Interestingly, when we run this in TWFE, we find a slightly smaller estimate of between 8-10%. This is interesting in part because the bias created by dynamic treatment effects always pushes the parameter estimate closer to zero away from the true parameter. And that means, not only is TWFE biased, but it’s biased towards zero. Yes, it can flip signs, but more than likely it will merely be an effect that is “too small”. Well, we see that here with CS. With CS, we get bigger effects than we got with TWFE. Again, this is the logic of what Goodman-Bacon (2019) was telling us.
Next let’s look at a simple event study plot. All of the data has been reframed in relative event time so that we can see the values of an ATT(g,t) parameter expressed there. Notice how for five years prior, there are essentially no differences between treatment and control group units. The earlier imbalances are likely caused by the low number of units with leads that far back. But, starting immediately in the year of treatment, and each year after, log homicides leveled up.

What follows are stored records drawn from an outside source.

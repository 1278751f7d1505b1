use anyhow::{Context, bail};
use wortmeister_core::LearnerStore;
use wortmeister_core::preprocess::{Preprocessor, QueryPreprocessor};
use wortmeister_core::store::{HISTORY_LIMIT, XP_PER_ANALYSIS};
use wortmeister_types::{Level, SpeechOutcome, WordEntry};

use crate::cli::Command;
use crate::events::speak::speak;
use crate::render::render_entry;
use crate::state::AppState;

pub async fn run(
    command: Command,
    state: &AppState,
    mut store: LearnerStore,
    level: Level,
) -> anyhow::Result<()> {
    match command {
        Command::Analyze { word } => {
            let (entry, xp) = analyze_once(state, &mut store, &word, level).await?;
            println!(
                "{}\n\n+{} XP · {} XP total",
                render_entry(&entry),
                XP_PER_ANALYSIS,
                xp
            );
        }
        Command::Speak { text } => {
            let text = text.join(" ");
            if text.trim().is_empty() {
                tracing::debug!("Nothing to speak");
                return Ok(());
            }

            match speak(state, &text).await {
                SpeechOutcome::Played => {}
                SpeechOutcome::Fallback => tracing::info!("Used on-device speech"),
                SpeechOutcome::Unavailable => bail!("Audio unavailable"),
            }
        }
        Command::Library { search } => {
            let entries = store.history.search(search.as_deref().unwrap_or_default());
            if entries.is_empty() {
                println!("(no words)");
            }
            for (i, entry) in entries.iter().enumerate() {
                println!("{:>3}. {} — {}", i + 1, entry.headword(), entry.translation);
            }
        }
        Command::Remove { word } => {
            if !store.history.remove(&word)? {
                bail!("'{}' is not in the library", word);
            }
            println!("Removed '{word}'");
        }
        Command::Stats => {
            println!("{} XP", store.experience.get());
            println!("{}/{} words saved", store.history.len(), HISTORY_LIMIT);
        }
    }

    Ok(())
}

/// Analyze `word` and record it. Returns the entry and the new XP total.
pub async fn analyze_once(
    state: &AppState,
    store: &mut LearnerStore,
    word: &str,
    level: Level,
) -> anyhow::Result<(WordEntry, u64)> {
    let word = QueryPreprocessor.process(word);
    if word.is_empty() {
        bail!("Nothing to analyze");
    }

    let entry = state
        .analysis
        .analyze(&word, level)
        .await
        .with_context(|| format!("Failed to analyze '{word}'"))?;

    let xp = store
        .record_analysis(entry.clone())
        .context("Failed to save analyzed word")?;

    Ok((entry, xp))
}
/// Audio returned by the speech endpoint
#[derive(Debug, Clone, PartialEq, Eq)]
pub struct AudioClip {
    pub data: Vec<u8>,
    pub mime_type: String,
}

/// Sample rate the speech model uses when the mime type does not say
const DEFAULT_SAMPLE_RATE: u32 = 24_000;

impl AudioClip {
    pub fn new(data: Vec<u8>, mime_type: impl Into<String>) -> Self {
        Self {
            data,
            mime_type: mime_type.into(),
        }
    }

    pub fn is_wav(&self) -> bool {
        self.data.len() >= 12 && &self.data[0..4] == b"RIFF" && &self.data[8..12] == b"WAVE"
    }

    /// Raw little-endian 16-bit PCM, e.g. `audio/L16;codec=pcm;rate=24000`
    pub fn is_pcm(&self) -> bool {
        let essence = self
            .mime_type
            .split(';')
            .next()
            .unwrap_or_default()
            .trim()
            .to_ascii_lowercase();
        essence == "audio/l16" || essence == "audio/pcm"
    }

    pub fn sample_rate(&self) -> u32 {
        self.mime_type
            .split(';')
            .filter_map(|param| param.trim().strip_prefix("rate="))
            .find_map(|rate| rate.parse().ok())
            .unwrap_or(DEFAULT_SAMPLE_RATE)
    }

    /// Bytes of a playable WAV file
    pub fn to_wav(&self) -> Vec<u8> {
        if self.is_wav() || !self.is_pcm() {
            return self.data.clone();
        }

        let mut wav = wav_header(self.data.len() as u32, self.sample_rate(), 1, 16);
        wav.extend_from_slice(&self.data);
        wav
    }
}

fn wav_header(data_len: u32, sample_rate: u32, channels: u16, bits_per_sample: u16) -> Vec<u8> {
    let block_align = channels * bits_per_sample / 8;
    let byte_rate = sample_rate * block_align as u32;

    let mut header = Vec::with_capacity(44);
    header.extend_from_slice(b"RIFF");
    header.extend_from_slice(&(36 + data_len).to_le_bytes());
    header.extend_from_slice(b"WAVE");
    header.extend_from_slice(b"fmt ");
    header.extend_from_slice(&16u32.to_le_bytes());
    header.extend_from_slice(&1u16.to_le_bytes()); // PCM
    header.extend_from_slice(&channels.to_le_bytes());
    header.extend_from_slice(&sample_rate.to_le_bytes());
    header.extend_from_slice(&byte_rate.to_le_bytes());
    header.extend_from_slice(&block_align.to_le_bytes());
    header.extend_from_slice(&bits_per_sample.to_le_bytes());
    header.extend_from_slice(b"data");
    header.extend_from_slice(&data_len.to_le_bytes());
    header
}

#[cfg(test)]
mod tests {
    use super::*;

    #[test]
    fn test_pcm_gets_wav_header() {
        let clip = AudioClip::new(vec![0u8; 8], "audio/L16;codec=pcm;rate=16000");
        assert!(clip.is_pcm());
        assert_eq!(clip.sample_rate(), 16_000);

        let wav = clip.to_wav();
        assert_eq!(wav.len(), 44 + 8);
        assert_eq!(&wav[0..4], b"RIFF");
        assert_eq!(u32::from_le_bytes(wav[4..8].try_into().unwrap()), 36 + 8);
        assert_eq!(u32::from_le_bytes(wav[24..28].try_into().unwrap()), 16_000);
        assert_eq!(u32::from_le_bytes(wav[28..32].try_into().unwrap()), 32_000);
        assert_eq!(u32::from_le_bytes(wav[40..44].try_into().unwrap()), 8);
        assert!(AudioClip::new(wav, "audio/wav").is_wav());
    }

    #[test]
    fn test_default_rate() {
        let clip = AudioClip::new(vec![], "audio/pcm");
        assert_eq!(clip.sample_rate(), 24_000);
    }

    #[test]
    fn test_wav_and_unknown_pass_through() {
        let wav = AudioClip::new(vec![0u8; 4], "audio/L16").to_wav();
        let clip = AudioClip::new(wav.clone(), "audio/L16;rate=24000");
        assert_eq!(clip.to_wav(), wav);

        let mp3 = AudioClip::new(vec![1, 2, 3], "audio/mpeg");
        assert_eq!(mp3.to_wav(), vec![1, 2, 3]);
    }
}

Perhaps it is because the group-time ATTs expressed in relative time are so flat that the result is so similar to what one finds with what I found using TWFE in my mixtape here. Without dynamics in the ATT over time, TWFE is only biased by variance weighted parallel trends assumption, and while the variance weighted part doesn’t migrate over to CS, it will likely be the case that if one breaks down, so will the other.
The most popular quasi-experimental design is the difference-in-differences. Each year, there are thousands of new papers around the world that use this methodology to estimate the causal effect of some treatment. They almost all will be exploiting some differential timing thinking it affords them advantages when in fact if they estimate with TWFE, it is the exact opposite.
But by the grace of God, econometricians have been intently at work on this problem and have developed some nice solutions so that the rest of us can keep our day jobs. One of my favorites is the Callaway and Sant’Anna estimator, which is in an R package called did, but unfortunately not in Stata. I encourage you to study and ultimately use the above code to do this yourselves in your own work. We must all be vigilant against the urge to use an estimator like TWFE for no other reason than that we know how to type it in to Stata.